1 files changed, 175 insertions, 125 deletions
diff --git a/mm/page-writeback.c b/mm/page-writeback.c
index 0b19943ecf8..20890d80c7e 100644
--- a/mm/page-writeback.c
+++ b/mm/page-writeback.c
@@ -34,6 +34,7 @@
 #include <linux/syscalls.h>
 #include <linux/buffer_head.h>
 #include <linux/pagevec.h>
+#include <trace/events/writeback.h>
 
 /*
  * After a CPU has dirtied this many pages, balance_dirty_pages_ratelimited
@@ -252,32 +253,6 @@ static void bdi_writeout_fraction(struct backing_dev_info *bdi,
 	}
 }
 
-/*
- * Clip the earned share of dirty pages to that which is actually available.

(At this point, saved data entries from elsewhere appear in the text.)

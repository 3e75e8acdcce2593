//! Decision makers that turn an agent's perceived state into an action.

pub mod cruise;
pub mod hybrid;
pub mod policy;

use serde::Serialize;

use crate::agent::Agent;

pub use cruise::{CruiseController, Difficulty};
pub use hybrid::{ControllerPhase, HybridController};
pub use policy::{Policy, PolicyController};

/// Steering in `[-1, 1]` (negative turns left) and throttle in `[-1, 1]`
/// (negative reverses).
#[derive(Clone, Copy, Debug, Default, PartialEq, Serialize)]
pub struct Action {
    pub steering: f64,
    pub throttle: f64,
}

impl Action {
    /// Substituted whenever an external decision model cannot answer.
    pub const SAFE_DEFAULT: Action = Action {
        steering: 0.0,
        throttle: 0.5,
    };

    pub const fn new(steering: f64, throttle: f64) -> Self {
        Self { steering, throttle }
    }

    /// Both components clamped to `[-1, 1]`; NaN becomes 0.
    pub fn clamped(self) -> Self {
        Self {
            steering: clamp_unit(self.steering),
            throttle: clamp_unit(self.throttle),
        }
    }

    pub fn as_array(self) -> [f64; 2] {
        [self.steering, self.throttle]
    }
}

pub(crate) fn clamp_unit(value: f64) -> f64 {
    if value.is_nan() {
        0.0
    } else {
        value.clamp(-1.0, 1.0)
    }
}

pub trait Controller {
    fn id(&self) -> &'static str;
    fn description(&self) -> &'static str;
    /// Clears per-run state and reseeds any randomness.
    fn reset(&mut self, seed: u32);
    fn compute(&mut self, agent: &Agent) -> Action;
}
//! Supervised samples for an external policy: the hybrid controller drives
//! while every `(state vector, action)` pair it produces is collected.

use anyhow::{anyhow, Context, Result};
use lane_core::controller::HybridController;
use lane_core::rng::SeededRng;
use lane_core::{Agent, Controller, SimConfig, Track, SENSOR_COUNT, STATE_LEN};
use serde::{Deserialize, Serialize};

#[derive(Clone, Debug, Serialize, Deserialize)]
#[serde(default)]
pub struct DatasetConfig {
    pub samples: usize,
    pub max_episodes: u32,
    pub episode_ticks: u32,
    /// Every n-th episode is followed by a burst of synthetic states.
    pub noise_every: u32,
    pub noise_samples: usize,
    pub seed: u32,
}

impl Default for DatasetConfig {
    fn default() -> Self {
        Self {
            samples: 5_000,
            max_episodes: 100,
            episode_ticks: 500,
            noise_every: 10,
            noise_samples: 50,
            seed: 0x5EED_0001,
        }
    }
}

#[derive(Clone, Debug, PartialEq, Serialize)]
pub struct Sample {
    pub state: [f64; STATE_LEN],
    pub action: [f64; 2],
    pub synthetic: bool,
}

#[derive(Clone, Copy, Debug, Default, PartialEq, Serialize)]
pub struct ColumnStats {
    pub min: f64,
    pub max: f64,
    pub mean: f64,
}

impl ColumnStats {
    fn of(values: impl Iterator<Item = f64>) -> Self {
        let mut count = 0usize;
        let mut stats = Self {
            min: f64::INFINITY,
            max: f64::NEG_INFINITY,
            mean: 0.0,
        };
        for value in values {
            count += 1;
            stats.min = stats.min.min(value);
            stats.max = stats.max.max(value);
            stats.mean += value;
        }
        if count == 0 {
            return Self::default();
        }
        stats.mean /= count as f64;
        stats
    }
}

#[derive(Clone, Debug, Serialize)]
pub struct DatasetStats {
    pub samples: usize,
    pub synthetic: usize,
    pub episodes: u32,
    pub crashes: u32,
    pub speed: ColumnStats,
    pub steering: ColumnStats,
    pub throttle: ColumnStats,
}

#[derive(Clone, Debug)]
pub struct DatasetSplit {
    pub train: Vec<Sample>,
    pub validation: Vec<Sample>,
    pub test: Vec<Sample>,
}

#[derive(Clone, Debug)]
pub struct Dataset {
    samples: Vec<Sample>,
    episodes: u32,
    crashes: u32,
}

impl Dataset {
    pub fn samples(&self) -> &[Sample] {
        &self.samples
    }

    pub fn len(&self) -> usize {
        self.samples.len()
    }

    pub fn is_empty(&self) -> bool {
        self.samples.is_empty()
    }

    pub fn episodes(&self) -> u32 {
        self.episodes
    }

    pub fn stats(&self) -> DatasetStats {
        DatasetStats {
            samples: self.samples.len(),
            synthetic: self.samples.iter().filter(|s| s.synthetic).count(),
            episodes: self.episodes,
            crashes: self.crashes,
            speed: ColumnStats::of(self.samples.iter().map(|s| s.state[0])),
            steering: ColumnStats::of(self.samples.iter().map(|s| s.action[0])),
            throttle: ColumnStats::of(self.samples.iter().map(|s| s.action[1])),
        }
    }

    /// Shuffles with `seed` and cuts into train / validation / test; the
    /// test set takes whatever the two ratios leave over.
    pub fn split(&self, train_ratio: f64, val_ratio: f64, seed: u32) -> Result<DatasetSplit> {
        let ratios_valid = (0.0..=1.0).contains(&train_ratio)
            && (0.0..=1.0).contains(&val_ratio)
            && train_ratio + val_ratio <= 1.0;
        if !ratios_valid {
            return Err(anyhow!(
                "invalid split ratios train={train_ratio} validation={val_ratio}"
            ));
        }

        let mut shuffled = self.samples.clone();
        let mut rng = SeededRng::new(seed);
        for i in (1..shuffled.len()).rev() {
            let j = rng.next() as usize % (i + 1);
            shuffled.swap(i, j);
        }

        let n = shuffled.len();
        let n_train = (n as f64 * train_ratio) as usize;
        let n_val = ((n as f64 * val_ratio) as usize).min(n - n_train);
        let test = shuffled.split_off(n_train + n_val);
        let validation = shuffled.split_off(n_train);
        Ok(DatasetSplit {
            train: shuffled,
            validation,
            test,
        })
    }
}

pub fn generate(cfg: &DatasetConfig, sim: &SimConfig) -> Result<Dataset> {
    if cfg.samples == 0 {
        return Err(anyhow!("sample count must be > 0"));
    }
    if cfg.episode_ticks == 0 {
        return Err(anyhow!("episode_ticks must be > 0"));
    }
    let track = Track::new(sim.track.clone()).context("invalid track config")?;
    let start = track.start_pose(0);

    let mut agent = Agent::new(sim.agent.clone(), start);
    let mut expert = HybridController::new(sim.hybrid.clone(), cfg.seed);
    let mut noise = SeededRng::new(cfg.seed ^ 0xA5A5_A5A5);
    let mut samples = Vec::with_capacity(cfg.samples);
    let mut episodes = 0u32;
    let mut crashes = 0u32;

    while samples.len() < cfg.samples && episodes < cfg.max_episodes {
        episodes += 1;
        agent.reset(start);
        expert.reset(cfg.seed.wrapping_add(episodes));

        for _ in 0..cfg.episode_ticks {
            agent.refresh_sensors(&track);
            let action = expert.compute(&agent);
            samples.push(Sample {
                state: agent.state_vector(),
                action: action.as_array(),
                synthetic: false,
            });
            if samples.len() >= cfg.samples {
                break;
            }

            agent.apply_controller_action(action);
            agent.integrate();
            if track.detect_collision(&agent) {
                crashes += 1;
                break;
            }
        }

        if cfg.noise_every > 0 && episodes % cfg.noise_every == 0 {
            for _ in 0..cfg.noise_samples {
                if samples.len() >= cfg.samples {
                    break;
                }
                samples.push(synthetic_sample(&mut noise, &expert, sim, &track));
            }
        }

        tracing::debug!(episode = episodes, samples = samples.len(), "episode done");
    }

    tracing::info!(
        samples = samples.len(),
        episodes,
        crashes,
        "sample generation complete"
    );

    Ok(Dataset {
        samples,
        episodes,
        crashes,
    })
}

/// Random but plausible state: speed anywhere in the allowed band and
/// arbitrary sensor readings, labelled by the rule set alone.
fn synthetic_sample(
    rng: &mut SeededRng,
    expert: &HybridController,
    sim: &SimConfig,
    track: &Track,
) -> Sample {
    let mut probe = Agent::new(sim.agent.clone(), track.start_pose(0));
    probe.set_speed((rng.next_unit() - 0.5) * 2.0 * sim.agent.max_speed);
    let mut readings = [0.0; SENSOR_COUNT];
    for reading in readings.iter_mut() {
        *reading = rng.next_unit() * sim.agent.sensor_range;
    }
    probe.set_sensor_readings(readings);
    Sample {
        state: probe.state_vector(),
        action: expert.decide(&probe).as_array(),
        synthetic: true,
    }
}
use std::fmt;

#[derive(Clone, Debug, PartialEq)]
pub enum ConfigError {
    NonPositive { field: &'static str, value: f64 },
    Negative { field: &'static str, value: f64 },
    OutOfUnitRange { field: &'static str, value: f64 },
    ZeroLanes,
    ZeroCheckpoints,
    StartBeyondFinish { start_y: f64, finish_y: f64 },
    RecoveryPhasesUnordered { ticks: u32, hard_above: u32, reverse_above: u32 },
}

impl fmt::Display for ConfigError {
    fn fmt(&self, f: &mut fmt::Formatter<'_>) -> fmt::Result {
        match self {
            Self::NonPositive { field, value } => {
                write!(f, "{field} must be > 0, got {value}")
            }
            Self::Negative { field, value } => {
                write!(f, "{field} must be >= 0, got {value}")
            }
            Self::OutOfUnitRange { field, value } => {
                write!(f, "{field} must be within [-1, 1], got {value}")
            }
            Self::ZeroLanes => write!(f, "track must have at least one lane"),
            Self::ZeroCheckpoints => write!(f, "track must have at least one checkpoint"),
            Self::StartBeyondFinish { start_y, finish_y } => write!(
                f,
                "start line ({start_y}) must lie before the finish line ({finish_y})"
            ),
            Self::RecoveryPhasesUnordered {
                ticks,
                hard_above,
                reverse_above,
            } => write!(
                f,
                "recovery phases must satisfy ticks ({ticks}) > hard_above ({hard_above}) > reverse_above ({reverse_above})"
            ),
        }
    }
}

impl std::error::Error for ConfigError {}
//! Adapter for decision models that live outside the core.

use crate::agent::{Agent, STATE_LEN};
use crate::controller::{Action, Controller};

/// An external model over the normalized state vector. Returning `None`
/// means the model could not produce an answer this tick.
pub trait Policy {
    fn evaluate(&mut self, state: &[f64; STATE_LEN]) -> Option<[f64; 2]>;
}

impl<F> Policy for F
where
    F: FnMut(&[f64; STATE_LEN]) -> Option<[f64; 2]>,
{
    fn evaluate(&mut self, state: &[f64; STATE_LEN]) -> Option<[f64; 2]> {
        self(state)
    }
}

/// Runs a [`Policy`] and falls back to [`Action::SAFE_DEFAULT`] when the
/// model is missing or answers with non-finite values.
pub struct PolicyController {
    policy: Option<Box<dyn Policy + Send>>,
    fallbacks: u64,
}

impl PolicyController {
    pub fn new(policy: Box<dyn Policy + Send>) -> Self {
        Self {
            policy: Some(policy),
            fallbacks: 0,
        }
    }

    /// No model loaded: every tick uses the safe default.
    pub fn untrained() -> Self {
        Self {
            policy: None,
            fallbacks: 0,
        }
    }

    pub fn is_trained(&self) -> bool {
        self.policy.is_some()
    }

    /// Ticks answered with the safe default.
    pub fn fallbacks(&self) -> u64 {
        self.fallbacks
    }
}

impl Controller for PolicyController {
    fn id(&self) -> &'static str {
        "policy"
    }

    fn description(&self) -> &'static str {
        "External model over the 17-value state vector, safe default when unavailable."
    }

    fn reset(&mut self, _seed: u32) {
        self.fallbacks = 0;
    }

    fn compute(&mut self, agent: &Agent) -> Action {
        let answer = self
            .policy
            .as_mut()
            .and_then(|policy| policy.evaluate(&agent.state_vector()))
            .filter(|[steering, throttle]| steering.is_finite() && throttle.is_finite());

        match answer {
            Some([steering, throttle]) => Action::new(steering, throttle).clamped(),
            None => {
                if self.fallbacks == 0 {
                    tracing::warn!("policy unavailable, using safe default action");
                }
                self.fallbacks += 1;
                Action::SAFE_DEFAULT
            }
        }
    }
}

- * This avoids exceeding the total dirty_limit when the floating averages
- * fluctuate too quickly.
- */
-static void clip_bdi_dirty_limit(struct backing_dev_info *bdi,
-		unsigned long dirty, unsigned long *pbdi_dirty)
-{
-	unsigned long avail_dirty;
-
-	avail_dirty = global_page_state(NR_FILE_DIRTY) +
-		 global_page_state(NR_WRITEBACK) +
-		 global_page_state(NR_UNSTABLE_NFS) +
-		 global_page_state(NR_WRITEBACK_TEMP);
-
-	if (avail_dirty < dirty)
-		avail_dirty = dirty - avail_dirty;
-	else
-		avail_dirty = 0;
-
-	avail_dirty += bdi_stat(bdi, BDI_RECLAIMABLE) +
-		bdi_stat(bdi, BDI_WRITEBACK);
-
-	*pbdi_dirty = min(*pbdi_dirty, avail_dirty);
-}
-
 static inline void task_dirties_fraction(struct task_struct *tsk,
 		long *numerator, long *denominator)
 {
@@ -286,16 +261,24 @@ static inline void task_dirties_fraction(struct task_struct *tsk,
 }
 
 /*
- * scale the dirty limit
+ * task_dirty_limit - scale down dirty throttling threshold for one task
  *
  * task specific dirty limit:
  *
  *   dirty -= (dirty/8) * p_{t}
+ *
+ * To protect light/slow dirtying tasks from heavier/fast ones, we start
+ * throttling individual tasks before reaching the bdi dirty limit.
+ * Relatively low thresholds will be allocated to heavy dirtiers. So when
+ * dirty pages grow large, heavy dirtiers will be throttled first, which will
+ * effectively curb the growth of dirty pages. Light dirtiers with high enough
+ * dirty threshold may never get throttled.
  */
-static void task_dirty_limit(struct task_struct *tsk, unsigned long *pdirty)
+static unsigned long task_dirty_limit(struct task_struct *tsk,
+				       unsigned long bdi_dirty)
 {
 	long numerator, denominator;
-	unsigned long dirty = *pdirty;
+	unsigned long dirty = bdi_dirty;
 	u64 inv = dirty >> 3;
 
 	task_dirties_fraction(tsk, &numerator, &denominator);
@@ -303,10 +286,8 @@ static void task_dirty_limit(struct task_struct *tsk, unsigned long *pdirty)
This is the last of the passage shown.